| WHAT THE EXERCISE ASKS |
I'd like an exact copy of every line from the start of the entries below through the line containing "mailbox is full.", please.
# # # # # # #
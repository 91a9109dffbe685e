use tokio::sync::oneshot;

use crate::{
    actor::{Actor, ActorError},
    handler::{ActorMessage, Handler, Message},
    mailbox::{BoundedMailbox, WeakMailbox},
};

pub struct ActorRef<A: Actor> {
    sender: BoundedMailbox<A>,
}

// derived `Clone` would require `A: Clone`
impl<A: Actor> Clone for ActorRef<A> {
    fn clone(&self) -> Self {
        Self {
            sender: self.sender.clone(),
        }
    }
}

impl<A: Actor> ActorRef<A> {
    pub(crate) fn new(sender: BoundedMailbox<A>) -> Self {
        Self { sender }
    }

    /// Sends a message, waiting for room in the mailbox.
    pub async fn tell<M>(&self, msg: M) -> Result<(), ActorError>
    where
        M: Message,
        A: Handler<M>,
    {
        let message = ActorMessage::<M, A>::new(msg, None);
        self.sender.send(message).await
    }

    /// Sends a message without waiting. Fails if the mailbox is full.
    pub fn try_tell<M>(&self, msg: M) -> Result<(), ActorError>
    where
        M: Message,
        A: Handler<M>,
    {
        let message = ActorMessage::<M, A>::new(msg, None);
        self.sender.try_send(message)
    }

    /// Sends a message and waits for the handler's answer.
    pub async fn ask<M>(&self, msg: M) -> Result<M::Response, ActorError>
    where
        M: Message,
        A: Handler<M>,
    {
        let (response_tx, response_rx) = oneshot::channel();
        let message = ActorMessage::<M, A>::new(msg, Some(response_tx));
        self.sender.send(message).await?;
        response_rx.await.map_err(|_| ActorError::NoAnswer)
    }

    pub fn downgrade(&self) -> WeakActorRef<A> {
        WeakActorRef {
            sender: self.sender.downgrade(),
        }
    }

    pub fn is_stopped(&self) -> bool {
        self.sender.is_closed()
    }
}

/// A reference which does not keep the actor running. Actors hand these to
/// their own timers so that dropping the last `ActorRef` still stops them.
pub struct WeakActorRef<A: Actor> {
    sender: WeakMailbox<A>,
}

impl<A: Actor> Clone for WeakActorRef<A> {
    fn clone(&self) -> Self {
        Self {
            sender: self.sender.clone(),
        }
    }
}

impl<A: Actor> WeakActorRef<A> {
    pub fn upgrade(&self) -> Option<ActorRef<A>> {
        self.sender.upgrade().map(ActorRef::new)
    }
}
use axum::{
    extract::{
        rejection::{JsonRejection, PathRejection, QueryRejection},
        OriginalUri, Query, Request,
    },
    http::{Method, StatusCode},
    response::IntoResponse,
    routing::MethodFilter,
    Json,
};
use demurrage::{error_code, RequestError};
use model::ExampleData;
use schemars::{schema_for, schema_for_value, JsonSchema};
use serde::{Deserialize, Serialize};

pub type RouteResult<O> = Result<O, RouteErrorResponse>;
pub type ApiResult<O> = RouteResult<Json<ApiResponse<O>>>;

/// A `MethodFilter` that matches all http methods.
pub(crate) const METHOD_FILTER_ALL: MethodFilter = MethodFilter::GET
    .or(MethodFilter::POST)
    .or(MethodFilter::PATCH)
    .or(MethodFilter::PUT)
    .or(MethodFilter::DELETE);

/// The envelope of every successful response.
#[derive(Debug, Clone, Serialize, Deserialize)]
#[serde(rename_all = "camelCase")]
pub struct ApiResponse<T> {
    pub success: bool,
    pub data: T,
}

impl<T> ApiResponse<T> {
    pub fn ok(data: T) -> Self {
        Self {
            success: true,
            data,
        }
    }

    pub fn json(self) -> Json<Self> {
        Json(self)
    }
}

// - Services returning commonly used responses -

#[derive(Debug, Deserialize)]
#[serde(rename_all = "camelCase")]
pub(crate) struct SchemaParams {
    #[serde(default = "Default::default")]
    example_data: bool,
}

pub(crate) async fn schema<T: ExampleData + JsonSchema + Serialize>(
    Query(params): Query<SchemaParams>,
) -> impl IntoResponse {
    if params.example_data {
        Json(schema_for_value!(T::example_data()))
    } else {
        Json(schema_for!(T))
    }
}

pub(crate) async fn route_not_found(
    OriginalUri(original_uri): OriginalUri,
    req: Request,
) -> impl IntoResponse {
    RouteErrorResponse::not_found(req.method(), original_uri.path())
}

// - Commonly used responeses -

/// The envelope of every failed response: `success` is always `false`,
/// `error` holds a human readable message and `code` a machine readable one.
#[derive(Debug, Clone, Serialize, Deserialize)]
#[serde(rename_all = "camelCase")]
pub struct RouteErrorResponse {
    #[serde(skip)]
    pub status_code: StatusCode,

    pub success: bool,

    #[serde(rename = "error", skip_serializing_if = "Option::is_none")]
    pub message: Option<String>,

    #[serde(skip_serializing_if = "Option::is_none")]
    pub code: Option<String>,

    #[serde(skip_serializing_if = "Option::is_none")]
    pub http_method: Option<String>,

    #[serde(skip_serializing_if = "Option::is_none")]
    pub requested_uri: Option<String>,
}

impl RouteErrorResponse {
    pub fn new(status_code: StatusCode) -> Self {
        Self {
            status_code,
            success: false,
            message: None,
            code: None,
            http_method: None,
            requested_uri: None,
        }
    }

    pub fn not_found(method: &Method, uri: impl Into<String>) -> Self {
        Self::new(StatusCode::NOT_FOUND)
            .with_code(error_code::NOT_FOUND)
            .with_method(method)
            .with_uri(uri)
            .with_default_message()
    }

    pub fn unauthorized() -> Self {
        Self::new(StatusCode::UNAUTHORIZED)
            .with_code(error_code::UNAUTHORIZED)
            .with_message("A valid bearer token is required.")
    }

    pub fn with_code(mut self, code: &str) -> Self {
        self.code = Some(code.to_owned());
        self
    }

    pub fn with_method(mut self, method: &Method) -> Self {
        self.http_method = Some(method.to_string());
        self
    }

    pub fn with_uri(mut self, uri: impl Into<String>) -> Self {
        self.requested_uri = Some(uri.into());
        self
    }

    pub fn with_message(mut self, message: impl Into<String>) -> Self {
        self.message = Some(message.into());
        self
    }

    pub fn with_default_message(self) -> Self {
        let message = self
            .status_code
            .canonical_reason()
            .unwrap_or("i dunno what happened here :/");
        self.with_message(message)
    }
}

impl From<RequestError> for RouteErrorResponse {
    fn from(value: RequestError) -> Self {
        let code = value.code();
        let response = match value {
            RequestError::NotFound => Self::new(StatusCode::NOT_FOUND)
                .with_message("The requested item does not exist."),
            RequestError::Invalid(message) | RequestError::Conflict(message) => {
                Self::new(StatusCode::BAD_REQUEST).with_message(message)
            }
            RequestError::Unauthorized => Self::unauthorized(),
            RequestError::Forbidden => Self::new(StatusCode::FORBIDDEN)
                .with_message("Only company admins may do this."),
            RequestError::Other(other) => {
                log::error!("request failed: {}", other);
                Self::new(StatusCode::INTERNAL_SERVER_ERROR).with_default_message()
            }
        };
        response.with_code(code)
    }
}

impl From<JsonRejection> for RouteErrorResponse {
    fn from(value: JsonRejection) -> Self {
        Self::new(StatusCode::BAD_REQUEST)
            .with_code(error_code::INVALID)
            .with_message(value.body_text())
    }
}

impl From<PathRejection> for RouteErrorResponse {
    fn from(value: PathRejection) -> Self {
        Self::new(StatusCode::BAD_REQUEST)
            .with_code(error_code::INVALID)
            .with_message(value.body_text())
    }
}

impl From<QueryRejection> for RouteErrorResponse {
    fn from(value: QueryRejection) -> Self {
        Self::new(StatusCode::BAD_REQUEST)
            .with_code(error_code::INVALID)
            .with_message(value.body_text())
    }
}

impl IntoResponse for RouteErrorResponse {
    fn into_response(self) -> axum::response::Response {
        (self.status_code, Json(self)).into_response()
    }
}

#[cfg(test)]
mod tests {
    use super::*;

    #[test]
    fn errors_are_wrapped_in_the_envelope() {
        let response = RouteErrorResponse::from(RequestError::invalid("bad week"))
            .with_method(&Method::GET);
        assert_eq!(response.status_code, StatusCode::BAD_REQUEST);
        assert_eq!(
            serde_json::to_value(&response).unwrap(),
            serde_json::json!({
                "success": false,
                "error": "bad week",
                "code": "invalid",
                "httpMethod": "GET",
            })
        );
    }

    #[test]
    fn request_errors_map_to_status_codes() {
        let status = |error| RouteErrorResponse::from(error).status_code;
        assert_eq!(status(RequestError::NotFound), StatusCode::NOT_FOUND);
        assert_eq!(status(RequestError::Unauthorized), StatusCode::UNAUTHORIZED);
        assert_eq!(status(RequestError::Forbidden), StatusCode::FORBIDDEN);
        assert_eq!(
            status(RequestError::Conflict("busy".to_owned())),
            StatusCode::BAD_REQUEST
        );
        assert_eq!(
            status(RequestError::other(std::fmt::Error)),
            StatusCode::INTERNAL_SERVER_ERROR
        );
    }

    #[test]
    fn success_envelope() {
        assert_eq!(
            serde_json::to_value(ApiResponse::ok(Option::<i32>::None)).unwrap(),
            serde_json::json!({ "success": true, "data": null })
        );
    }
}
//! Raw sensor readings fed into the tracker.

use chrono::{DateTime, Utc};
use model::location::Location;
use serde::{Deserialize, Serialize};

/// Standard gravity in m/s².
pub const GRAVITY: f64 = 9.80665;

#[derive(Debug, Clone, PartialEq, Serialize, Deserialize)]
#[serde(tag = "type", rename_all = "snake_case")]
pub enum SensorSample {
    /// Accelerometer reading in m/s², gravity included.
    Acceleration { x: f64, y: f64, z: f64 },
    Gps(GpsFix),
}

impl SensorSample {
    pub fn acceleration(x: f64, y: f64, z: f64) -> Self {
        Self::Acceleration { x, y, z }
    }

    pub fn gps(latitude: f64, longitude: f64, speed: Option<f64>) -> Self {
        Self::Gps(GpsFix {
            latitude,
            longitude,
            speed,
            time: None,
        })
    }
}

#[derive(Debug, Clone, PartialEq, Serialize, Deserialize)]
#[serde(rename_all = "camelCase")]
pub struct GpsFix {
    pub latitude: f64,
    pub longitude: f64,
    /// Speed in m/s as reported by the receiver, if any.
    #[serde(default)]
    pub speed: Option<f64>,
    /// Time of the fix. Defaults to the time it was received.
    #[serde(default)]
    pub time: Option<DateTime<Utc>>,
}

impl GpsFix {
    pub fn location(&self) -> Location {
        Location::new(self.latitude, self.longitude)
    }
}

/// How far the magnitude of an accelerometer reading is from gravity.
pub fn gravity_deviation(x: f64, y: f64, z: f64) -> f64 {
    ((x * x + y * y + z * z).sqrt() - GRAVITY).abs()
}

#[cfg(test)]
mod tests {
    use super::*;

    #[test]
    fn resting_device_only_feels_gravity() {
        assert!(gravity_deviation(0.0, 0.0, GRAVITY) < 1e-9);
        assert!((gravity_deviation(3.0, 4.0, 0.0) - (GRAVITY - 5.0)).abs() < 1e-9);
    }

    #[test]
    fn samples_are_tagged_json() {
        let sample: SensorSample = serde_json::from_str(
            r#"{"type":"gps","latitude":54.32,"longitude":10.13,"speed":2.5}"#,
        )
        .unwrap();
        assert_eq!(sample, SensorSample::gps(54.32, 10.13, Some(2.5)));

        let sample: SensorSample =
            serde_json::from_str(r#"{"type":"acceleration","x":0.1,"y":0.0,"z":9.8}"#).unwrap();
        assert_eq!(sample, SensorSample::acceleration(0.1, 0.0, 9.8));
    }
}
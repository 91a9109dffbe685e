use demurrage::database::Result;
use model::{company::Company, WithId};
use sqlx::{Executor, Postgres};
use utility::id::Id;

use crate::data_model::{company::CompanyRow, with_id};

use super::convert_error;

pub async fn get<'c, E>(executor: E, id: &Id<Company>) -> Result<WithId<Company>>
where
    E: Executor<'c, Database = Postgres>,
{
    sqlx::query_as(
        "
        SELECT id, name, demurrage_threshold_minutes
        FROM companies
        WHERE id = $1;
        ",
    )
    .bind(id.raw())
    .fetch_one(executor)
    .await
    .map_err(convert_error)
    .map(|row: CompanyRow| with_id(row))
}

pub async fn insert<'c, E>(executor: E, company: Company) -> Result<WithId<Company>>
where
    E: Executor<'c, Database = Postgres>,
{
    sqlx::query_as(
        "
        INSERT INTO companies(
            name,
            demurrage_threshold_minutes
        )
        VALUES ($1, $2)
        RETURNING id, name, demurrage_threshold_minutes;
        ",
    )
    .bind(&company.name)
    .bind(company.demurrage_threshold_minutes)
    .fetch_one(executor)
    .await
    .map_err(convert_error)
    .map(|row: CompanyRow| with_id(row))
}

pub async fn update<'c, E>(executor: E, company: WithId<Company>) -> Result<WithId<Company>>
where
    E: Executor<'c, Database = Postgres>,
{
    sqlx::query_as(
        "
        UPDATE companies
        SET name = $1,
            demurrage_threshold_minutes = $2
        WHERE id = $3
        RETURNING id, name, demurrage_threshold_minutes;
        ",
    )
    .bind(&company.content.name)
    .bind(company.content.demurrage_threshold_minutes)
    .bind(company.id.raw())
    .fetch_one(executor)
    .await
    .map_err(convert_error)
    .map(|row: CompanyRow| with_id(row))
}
# # # # # # #
| COMPLETED EXERCISE |
repository 91a9109dffbe685e
use tokio::sync::oneshot;

use crate::{
    actor::{Actor, ActorError},
    handler::{ActorMessage, Handler, Message},
    mailbox::{BoundedMailbox, WeakMailbox},
};

pub struct ActorRef<A: Actor> {
    sender: BoundedMailbox<A>,
}

// derived `Clone` would require `A: Clone`
impl<A: Actor> Clone for ActorRef<A> {
    fn clone(&self) -> Self {
        Self {
            sender: self.sender.clone(),
        }
    }
}

impl<A: Actor> ActorRef<A> {
    pub(crate) fn new(sender: BoundedMailbox<A>) -> Self {
        Self { sender }
    }

    /// Sends a message, waiting for room in the mailbox.
    pub async fn tell<M>(&self, msg: M) -> Result<(), ActorError>
    where
        M: Message,
        A: Handler<M>,
    {
        let message = ActorMessage::<M, A>::new(msg, None);
        self.sender.send(message).await
    }

    /// Sends a message without waiting. Fails if the mailbox is full.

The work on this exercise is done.